But this prayer was going to be different. It was going to be a prayer filled w/ struggle, w/ the extreme heaviness of a burden that no one had ever had before or will ever have again. It was a burden that only He could bear. And that burden led to this prayer that drove Him to His knees before His Father – v. 41 – “And He withdrew from them about a stone’s throw & knelt down & prayed.” Mark wrote, “And going a little farther, He fell on the ground & prayed…” (Mark 14:35). Matthew – “…He fell on His face & prayed…” (Matthew 26:39). One commentator wrote: “The usual manner of prayer at that time was to pray in a standing position. That Jesus knelt down proves the violence of His struggle in Gethsemane.” (Geldenhuys)

- Do you feel the weight of this time of prayer? Moments of tremendous burden & life-altering decisions demand deep struggling in prayer – even “violence” in prayer.
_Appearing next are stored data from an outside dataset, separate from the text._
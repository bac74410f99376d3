use std::path::PathBuf;

/// Where the problem comes from: a formula string to preprocess, or a
/// DIMACS file that is already CNF.
pub enum Input {
    Formula(String),
    Dimacs(PathBuf),
}

#[derive(Debug, Clone, Copy, PartialEq, Eq)]
pub enum EngineChoice {
    Dpll,
    Cdcl,
    Both,
}

pub struct Config {
    pub input: Input,
    pub engine: EngineChoice,
    pub tseytin: bool,
    pub three_cnf: bool,
    pub return_code: bool,
}
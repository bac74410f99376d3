use std::fmt;

use crate::cnf::Interpretation;
use crate::util::IndexSet;

/// A propositional formula.
///
/// Trees are built bottom-up by the parser, consumed by the
/// preprocessing pipeline and never mutated. Every node owns its
/// children.
#[derive(Debug, Clone, PartialEq, Eq)]
pub enum Formula {
    Var(String),
    Not(Box<Formula>),
    And(Box<Formula>, Box<Formula>),
    Or(Box<Formula>, Box<Formula>),
    Implies(Box<Formula>, Box<Formula>),
    Biconditional(Box<Formula>, Box<Formula>),
}

impl Formula {
    /// Creates a variable leaf
    #[inline]
    pub fn var(name: impl Into<String>) -> Formula {
        Formula::Var(name.into())
    }

    #[inline]
    pub fn not(operand: Formula) -> Formula {
        Formula::Not(Box::new(operand))
    }

    #[inline]
    pub fn and(left: Formula, right: Formula) -> Formula {
        Formula::And(Box::new(left), Box::new(right))
    }

    #[inline]
    pub fn or(left: Formula, right: Formula) -> Formula {
        Formula::Or(Box::new(left), Box::new(right))
    }

    #[inline]
    pub fn implies(left: Formula, right: Formula) -> Formula {
        Formula::Implies(Box::new(left), Box::new(right))
    }

    #[inline]
    pub fn biconditional(left: Formula, right: Formula) -> Formula {
        Formula::Biconditional(Box::new(left), Box::new(right))
    }

    /// Checks whether the formula is a variable or a negated variable
    pub fn is_literal(&self) -> bool {
        match self {
            Formula::Var(_) => true,
            Formula::Not(operand) => matches!(**operand, Formula::Var(_)),
            _ => false,
        }
    }

    /// Collects the variable names of the formula in first-occurrence
    /// order (pre-order, left to right).
    pub fn variables(&self) -> IndexSet<String> {
        let mut vars = IndexSet::default();
        self.collect_variables(&mut vars);
        vars
    }

    fn collect_variables(&self, vars: &mut IndexSet<String>) {
        match self {
            Formula::Var(name) => {
                if !vars.contains(name) {
                    vars.insert(name.clone());
                }
            }
            Formula::Not(operand) => operand.collect_variables(vars),
            Formula::And(left, right)
            | Formula::Or(left, right)
            | Formula::Implies(left, right)
            | Formula::Biconditional(left, right) => {
                left.collect_variables(vars);
                right.collect_variables(vars);
            }
        }
    }

    /// Evaluates the formula under a partial assignment using
    /// three-valued logic; `None` means the value is not yet determined.
    pub fn eval(&self, interpretation: &Interpretation) -> Option<bool> {
        match self {
            Formula::Var(name) => interpretation.get(name).copied(),
            Formula::Not(operand) => operand.eval(interpretation).map(|value| !value),
            Formula::And(left, right) => {
                match (left.eval(interpretation), right.eval(interpretation)) {
                    (Some(false), _) | (_, Some(false)) => Some(false),
                    (Some(true), Some(true)) => Some(true),
                    _ => None,
                }
            }
            Formula::Or(left, right) => {
                match (left.eval(interpretation), right.eval(interpretation)) {
                    (Some(true), _) | (_, Some(true)) => Some(true),
                    (Some(false), Some(false)) => Some(false),
                    _ => None,
                }
            }
            Formula::Implies(left, right) => {
                match (left.eval(interpretation), right.eval(interpretation)) {
                    (Some(false), _) | (_, Some(true)) => Some(true),
                    (Some(true), Some(false)) => Some(false),
                    _ => None,
                }
            }
            Formula::Biconditional(left, right) => {
                match (left.eval(interpretation), right.eval(interpretation)) {
                    (Some(left), Some(right)) => Some(left == right),
                    _ => None,
                }
            }
        }
    }
}

// Variables print bare; everything else is parenthesized inside a
// surrounding operator, except that disjunctions keep negated
// variables bare.
fn operand(formula: &Formula) -> String {
    match formula {
        Formula::Var(name) => name.clone(),
        _ => format!("({})", formula),
    }
}

fn or_operand(formula: &Formula) -> String {
    match formula {
        Formula::Var(_) | Formula::Not(_) => format!("{}", formula),
        _ => format!("({})", formula),
    }
}

impl fmt::Display for Formula {
    fn fmt(&self, f: &mut fmt::Formatter<'_>) -> fmt::Result {
        match self {
            Formula::Var(name) => write!(f, "{}", name),
            Formula::Not(inner) => match **inner {
                Formula::Var(ref name) => write!(f, "¬{}", name),
                _ => write!(f, "¬({})", inner),
            },
            Formula::And(left, right) => write!(f, "{} ∧ {}", operand(left), operand(right)),
            Formula::Or(left, right) => write!(f, "{} ∨ {}", or_operand(left), or_operand(right)),
            Formula::Implies(left, right) => write!(f, "{} → {}", operand(left), operand(right)),
            Formula::Biconditional(left, right) => {
                write!(f, "{} ↔ {}", operand(left), operand(right))
            }
        }
    }
}
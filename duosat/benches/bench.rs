use criterion::{black_box, criterion_group, criterion_main, BatchSize, Criterion};
use rand::rngs::StdRng;
use rand::{Rng, SeedableRng};

use duosat::{CDCLSolver, CNFFormula, Clause, DPLLSolver, Literal};

/// Pigeonhole principle with one pigeon too many: UNSAT, and hard for
/// resolution-based solvers, which makes it a good worst-case probe.
fn pigeonhole(holes: usize) -> CNFFormula {
    let pigeons = holes + 1;
    let mut formula = CNFFormula::empty();

    for pigeon in 0..pigeons {
        let clause = (0..holes)
            .map(|hole| Literal::pos(format!("p{}h{}", pigeon, hole)))
            .collect();
        formula.push(clause);
    }

    for hole in 0..holes {
        for first in 0..pigeons {
            for second in (first + 1)..pigeons {
                formula.push(Clause::new(vec![
                    Literal::neg(format!("p{}h{}", first, hole)),
                    Literal::neg(format!("p{}h{}", second, hole)),
                ]));
            }
        }
    }

    formula
}

/// Random 3-SAT at a fixed seed so every run measures the same
/// instance.
fn random_3sat(variables: usize, clauses: usize, seed: u64) -> CNFFormula {
    let mut rng = StdRng::seed_from_u64(seed);
    (0..clauses)
        .map(|_| {
            (0..3)
                .map(|_| {
                    let index = rng.gen_range(0, variables);
                    Literal::new(format!("v{}", index), rng.gen::<bool>())
                })
                .collect::<Clause>()
        })
        .collect()
}

fn instances() -> Vec<(String, CNFFormula)> {
    vec![
        ("pigeonhole-3".to_string(), pigeonhole(3)),
        ("pigeonhole-4".to_string(), pigeonhole(4)),
        ("random-3sat-15".to_string(), random_3sat(15, 64, 42)),
        ("random-3sat-20".to_string(), random_3sat(20, 86, 7)),
    ]
}

fn criterion_benchmark(c: &mut Criterion) {
    let instances = instances();

    let mut group = c.benchmark_group("dpll");
    for (name, formula) in &instances {
        group.bench_function(name.as_str(), |b| {
            b.iter_batched(
                || DPLLSolver::new(formula.clone()),
                |mut solver| black_box(solver.solve()),
                BatchSize::SmallInput,
            )
        });
    }
    group.finish();

    let mut group = c.benchmark_group("cdcl");
    for (name, formula) in &instances {
        group.bench_function(name.as_str(), |b| {
            b.iter_batched(
                || CDCLSolver::new(formula.clone()),
                |mut solver| black_box(solver.solve()),
                BatchSize::SmallInput,
            )
        });
    }
    group.finish();
}

criterion_group! {
    name = benches;
    config = Criterion::default();
    targets = criterion_benchmark
}
criterion_main!(benches);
HE AGONIZED – v. 42-44 – We regularly share prayer requests in church & w/ other Christians. But none of us have ever shared a prayer request of the magnitude of what Jesus as requesting of His Father – “Father, if you are willing, remove this cup from me.” Matthew & Mark record that He made this same prayer request 3 times to His Father.

He agonized in this prayer.

- Hebrews 5:7 – “In the days of his flesh, Jesus offered up prayers and supplications, with loud cries and tears, to him who was able to save him from death, and he was heard because of his reverence.”

- Amazing that His disciples were able to sleep as He cried out to His Father.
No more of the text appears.